For some reason several paragraphs from my last post were deleted and lost. We finished the radiation treatments, although there turned out to be twelve daily treatments instead of ten. By the end my esophagus had been badly burned, an expected side effect since the mass being radiated was close by. I had to ramp up the pain meds again. I had a hard time getting food down and lost all the weight I had gained previously due to inactivity during the back pains.

Thursday, November 8, the day after the last radiation, we spent the day at Huntsman Cancer Institute getting staged--all the necessary baseline testing to prepare for potential treatment. The tests included a PET (positron emission tomography) scan, CT (computerized tomography) scan, blood tests (nine vials worth), bone marrow biopsy, MRI (magnetic resonance imaging), and turning in a 24-hour urine sample.

The next day we stopped by Utah Cancer Specialists to get my quarterly Zometa (bone medicine) treatment and see how the clinical trial qualification was coming.
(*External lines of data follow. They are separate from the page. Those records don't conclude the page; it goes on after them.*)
impl<T, Q, const N: usize> Board<T, Q, N>
where
    T: Transport,
    Q: QuadratureCounter,
{
    pub const fn new(config: Config, transport: T, counter: Q) -> Self {
        Self {
            config,
            inputs: InputCache::new(),
            edges: EdgeSignal::new(),
            knob: Knob::new(counter),
            player: Mutex::new(RefCell::new(Player::new(transport))),
            audio_wake: WakeSignal::new(),
        }
    }

    /// Drop any stale interrupt and load the initial state of all inputs.
    ///
    /// # Errors
    ///
    /// Fails if the expander did not respond. Inputs that could not be read
    /// stay released.
    pub fn init<B: ExpanderBus>(&self, bus: &mut B) -> Result<(), B::Error> {
        log::info!("Initializing inputs");
        self.edges.take();
        let cleared = bus.clear_interrupt_latch();
        self.inputs.recache_all(&self.config.pin_map, bus)?;
        cleared
    }

    #[must_use]
    pub fn config(&self) -> &Config {
        &self.config
    }

    #[must_use]
    pub fn pin_map(&self) -> &PinMap {
        &self.config.pin_map
    }

    #[must_use]
    pub fn inputs(&self) -> &InputCache {
        &self.inputs
    }

    // Inputs

    /// To be called from the expander's interrupt handler, and nothing else.
    pub fn on_expander_interrupt(&self) {
        self.edges.notify();
    }

    /// Whether the input worker has edges waiting for it.
    #[must_use]
    pub fn inputs_pending(&self) -> bool {
        self.edges.is_pending()
    }

    /// Bring the cache up to date with edges reported since the last call.
    ///
    /// Run this from the single input worker after it was woken up.
    ///
    /// # Errors
    ///
    /// Fails if the expander did not respond. Affected inputs keep their
    /// previous state.
    pub fn service_inputs<B: ExpanderBus>(&self, bus: &mut B) -> Result<(), B::Error> {
        let edges = self.edges.take();
        let result = match (edges, self.config.coalesced_edges) {
            (0, _) => Ok(()),
            (1, _) | (_, CoalescedEdges::LastPinOnly) => self
                .inputs
                .recache_on_signal(&self.config.pin_map, bus)
                .map(|_| ()),
            (_, CoalescedEdges::Resync) => {
                log::info!("Resynchronizing inputs after {} edges", edges);
                let cleared = bus.clear_interrupt_latch();
                self.inputs
                    .recache_all(&self.config.pin_map, bus)
                    .and(cleared)
            }
        };
        if result.is_err() {
            log::warning!("Failed to read the expander");
        }
        result
    }

    /// Force a full re-read of all inputs.
    ///
    /// # Errors
    ///
    /// Fails if the expander did not respond. Affected inputs keep their
    /// previous state.
    pub fn recache_all<B: ExpanderBus>(&self, bus: &mut B) -> Result<(), B::Error> {
        self.inputs.recache_all(&self.config.pin_map, bus)
    }

    /// Button 1 to 5, arranged as follows:
    ///
    /// ```text
    ///     3
    /// 1   4   2
    ///     5
    /// ```
    #[must_use]
    pub fn button(&self, index: u8) -> bool {
        self.inputs.get(ChannelKind::Button, index)
    }

    #[must_use]
    pub fn buttons(&self) -> u8 {
        self.inputs.get_all(ChannelKind::Button)
    }

    /// Switch 1 to 4, numbered from left to right.
    #[must_use]
    pub fn switch(&self, index: u8) -> bool {
        self.inputs.get(ChannelKind::Switch, index)
    }

    #[must_use]
    pub fn switches(&self) -> u8 {
        self.inputs.get_all(ChannelKind::Switch)
    }

    /// DIP switch 1 to 6.
    #[must_use]
    pub fn dip_switch(&self, index: u8) -> bool {
        self.inputs.get(ChannelKind::DipSwitch, index)
    }

    #[must_use]
    pub fn dip_switches(&self) -> u8 {
        self.inputs.get_all(ChannelKind::DipSwitch)
    }

    #[must_use]
    pub fn knob_button(&self) -> bool {
        self.inputs.get(ChannelKind::KnobButton, 1)
    }

    // Knob

    #[must_use]
    pub fn knob(&self) -> i64 {
        self.knob.get()
    }

    pub fn set_knob(&self, value: i64) {
        self.knob.set(value);
    }

    pub fn reset_knob(&self) {
        self.knob.reset();
    }

    // Audio

    /// Compile notes and queue them behind those already playing.
    ///
    /// Returns `false` if the notation is malformed or does not fit in the
    /// queue. Nothing is queued then. On success any playing sound file is
    /// stopped.
    pub fn enqueue_notes(&self, notes: &str) -> bool {
        let events = match notation::compile::<N>(notes) {
            Ok(events) => events,
            Err(_error) => {
                log::warning!("Invalid notes: {}", _error);
                return false;
            }
        };

        let enqueued = self.with_player(|player| {
            let enqueued = player.enqueue(&events);
            if enqueued.is_ok() && !events.is_empty() {
                self.audio_wake.notify();
            }
            enqueued
        });
        if enqueued.is_err() {
            log::warning!("Notes do not fit into the queue");
        }
        enqueued.is_ok()
    }

    /// Like `enqueue_notes`, but return only after playback finished.
    ///
    /// The audio task must keep calling `service_audio` meanwhile.
    pub fn play_notes<D: DelayNs>(&self, notes: &str, delay: &mut D) -> bool {
        if !self.enqueue_notes(notes) {
            return false;
        }
        self.wait_until_silent(delay);
        true
    }

    /// Start playing a sound file in the background.
    ///
    /// Queued notes are dropped once the file is found to be available.
    /// Otherwise `false` is returned and whatever played continues. The path
    /// may omit the leading `/`.
    pub fn play_file_background(&self, path: &str) -> bool {
        self.with_player(|player| {
            let started = player.play_file(path);
            if started {
                self.audio_wake.notify();
            }
            started
        })
    }

    /// Like `play_file_background`, but return only after playback finished.
    pub fn play_file<D: DelayNs>(&self, path: &str, delay: &mut D) -> bool {
        if !self.play_file_background(path) {
            return false;
        }
        self.wait_until_silent(delay);
        true
    }

    /// Volume of sound files, 0 to 10. Notes set their own volume.
    pub fn set_file_volume(&self, volume: u8) {
        self.with_player(|player| player.set_file_volume(volume));
    }

    pub fn stop_audio(&self) {
        self.with_player(Player::stop);
    }

    #[must_use]
    pub fn is_audio_playing(&self) -> bool {
        self.with_player(|player| player.is_playing())
    }

    #[must_use]
    pub fn audio_source(&self) -> AudioSource {
        self.with_player(|player| player.source())
    }

    /// Number of note events waiting to be played.
    #[must_use]
    pub fn queued_notes(&self) -> usize {
        self.with_player(|player| player.queue().len())
    }

    /// Whether a parked audio task has to call `service_audio`.
    #[must_use]
    pub fn audio_pending(&self) -> bool {
        self.audio_wake.is_pending()
    }

    /// Advance audio playback, to be called from the audio task.
    ///
    /// Returns when it should be called again, `None` when idle.
    pub fn service_audio(&self, now: Instant) -> Option<Instant> {
        self.with_player(|player| {
            self.audio_wake.take();
            player.service(now)
        })
    }

    fn wait_until_silent<D: DelayNs>(&self, delay: &mut D) {
        while self.is_audio_playing() {
            delay.delay_ms(POLL_INTERVAL_MS);
        }
    }

    fn with_player<R>(&self, f: impl FnOnce(&mut Player<T, N>) -> R) -> R {
        critical_section::with(|cs| f(&mut self.player.borrow_ref_mut(cs)))
    }
}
No news. On the way home we stopped to see the house that Alyson and Davey are buying, which seemed very nice--a great first home. Later we had an appointment with the gastroenterologist recommended by Dr. Hales, my primary care physician, whom I had seen Tuesday about my esophagus, which I think has problems beyond the radiation burns. Dr. Nielsen scheduled an endoscopy, and also a colonoscopy, which I am due for.

Tuesday the 13th, we met again with Dr. Zangari to review the test results and hear what treatment he proposed. Astonishingly, I was nauseous again that day and had to excuse myself. The only two times I have nausea in weeks and they're both when I see Dr. Zangari! Maybe he makes me nervous, or maybe it's a sign. Anyway, he proposed an immediate treatment of five chemo drugs to bring down my cancer markers, which have been moving up rapidly, followed after four weeks by another transplant, involving SEVEN chemo drugs. I guess the idea is to throw as many drugs as possible at the cancer simultaneously. I say "guess" because we're really not sure. Dr. Zangari was maddeningly short on explanations and details. When asked why this approach, he simply said, "This is what we do."
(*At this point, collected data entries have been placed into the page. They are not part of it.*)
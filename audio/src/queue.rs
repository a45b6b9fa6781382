//! FIFO of compiled events waiting for the player.

use heapless::Deque;

use crate::event::NoteEvent;

/// Returned when a batch does not fit, the queue is left untouched.
#[derive(Debug, Clone, Copy, PartialEq, Eq)]
#[cfg_attr(feature = "defmt", derive(defmt::Format))]
pub struct QueueFull;

#[derive(Debug)]
pub struct PlaybackQueue<const N: usize> {
    events: Deque<NoteEvent, N>,
}

impl<const N: usize> Default for PlaybackQueue<N> {
    fn default() -> Self {
        Self::new()
    }
}

impl<const N: usize> PlaybackQueue<N> {
    #[must_use]
    pub const fn new() -> Self {
        Self {
            events: Deque::new(),
        }
    }

    /// Append the whole batch to the tail, or nothing at all.
    ///
    /// # Errors
    ///
    /// Fails with `QueueFull` when there is not enough room for every event
    /// of the batch.
    pub fn append(&mut self, batch: &[NoteEvent]) -> Result<(), QueueFull> {
        if self.free() < batch.len() {
            return Err(QueueFull);
        }
        for event in batch {
            // Room was checked above.
            let _ = self.events.push_back(*event);
        }
        Ok(())
    }

    pub fn pop(&mut self) -> Option<NoteEvent> {
        self.events.pop_front()
    }

    pub fn clear(&mut self) {
        self.events.clear();
    }

    #[must_use]
    pub fn len(&self) -> usize {
        self.events.len()
    }

    #[must_use]
    pub fn is_empty(&self) -> bool {
        self.events.is_empty()
    }

    #[must_use]
    pub fn free(&self) -> usize {
        N - self.events.len()
    }

    pub fn iter(&self) -> impl Iterator<Item = &NoteEvent> {
        self.events.iter()
    }
}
The next morning I received my semiannual skin checkup from my awesome dermatologist, Dr. Ross. He removed one small mole from my leg for biopsy. Following lunch with daughters Emily and Libby, Laraine and I picked up my mom, and my sisters Linda and Colleen and headed for Phoenix to attend the funeral of my aunt Lena Joyce Russell, who died of a heart attack at age 88. We stayed overnight at my brother Mike's house in St. George before completing the trip to Phoenix. The funeral weekend was both sad and joyous, typically LDS, lots of catching up with the Russell clan and others.
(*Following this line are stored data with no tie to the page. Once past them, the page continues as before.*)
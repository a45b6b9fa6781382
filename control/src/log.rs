macro_rules! info {
    ( $($arg:tt)+ ) => (
        #[cfg(feature = "defmt")]
        defmt::info!($($arg)+);
    );
}

macro_rules! warning {
    ( $($arg:tt)+ ) => (
        #[cfg(feature = "defmt")]
        defmt::warn!($($arg)+);
    );
}

pub(crate) use info;
pub(crate) use warning;
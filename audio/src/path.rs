//! Paths of sound files stored on the card.

use heapless::String;

pub const MAX_PATH_LEN: usize = 64;

pub type Path = String<MAX_PATH_LEN>;

/// Make the path absolute by prepending `/` when it is missing.
///
/// Returns `None` for empty paths and those that do not fit.
#[must_use]
pub fn normalize(path: &str) -> Option<Path> {
    if path.is_empty() {
        return None;
    }

    let mut normalized = Path::new();
    if !path.starts_with('/') {
        normalized.push('/').ok()?;
    }
    normalized.push_str(path).ok()?;
    Some(normalized)
}
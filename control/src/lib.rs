//! Control core of the YBoard, caching user inputs and owning the speaker.
//!
//! It is mainly targetted to run in a firmware where an interrupt handler,
//! an input worker, an audio task and the application loop run in different
//! contexts. Everything here is hardware independent, peripherals are
//! reached through small traits implemented by the firmware.
//!
//! ```text
//!   (expander edge)
//!          |
//!    [ Interrupt ] --notify--> {EdgeSignal}
//!                                   |
//!                            [ InputWorker ] <--------> {ExpanderBus}
//!                                   |
//!                                   V
//!   [ Application ] --read--> {InputCache}     {QuadratureCounter}
//!          |                                           A
//!          +-------------------- knob ------------------+
//!          |
//!          +-- notes/files --> {Player} <--service-- [ AudioTask ]
//!                                 |
//!                                 V
//!                            {Transport}
//! ```
//!
//! All of the shared state lives in a single [`Board`](board::Board),
//! created once at start-up and shared by reference with every context.

#![no_std]
#![allow(clippy::module_name_repetitions)]
#![allow(clippy::cast_possible_truncation)]

#[cfg(test)]
extern crate std;

mod log;
#[cfg(test)]
mod testlib;

pub mod board;
pub mod config;
pub mod input;
pub mod knob;

pub use board::Board;
pub use config::{CoalescedEdges, Config};
pub use yboard_audio as audio;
Monday I rode my bike for the first time in several weeks; my legs were extremely weak. Not only are they weak but I have trouble coordinating them. I fear that there may be some nerve damage from the myeloma mass that was radiated. Maybe the treatment was too little, too late.

Wednesday, November 21st, was the one-year anniversary of my stem cell transplant. Accordingly, I had a meeting with Dr. Finn Peterson, head of the transplant team at LDS Hospital, and with Greta Koontz, who was my coordinator. I had been anxious to meet with Dr. Peterson to get his view of my situation and options, and of the Huntsman approach. He had received the test results I had had sent from Huntsman.

The meeting was quite sober, and was in the way of conveying bad news. My cancer counts are up dramatically, and have been coming up for some time. It means that although the transplant at first appeared successful, it did not have a lasting impact, and is therefore considered not successful. Consequently, Dr. Peterson advised that a second transplant would not be any use. After reviewing the options, we have decided to go ahead with the clinical trial, and hope that this will bring the cancer down and give me at least a few months reprieve.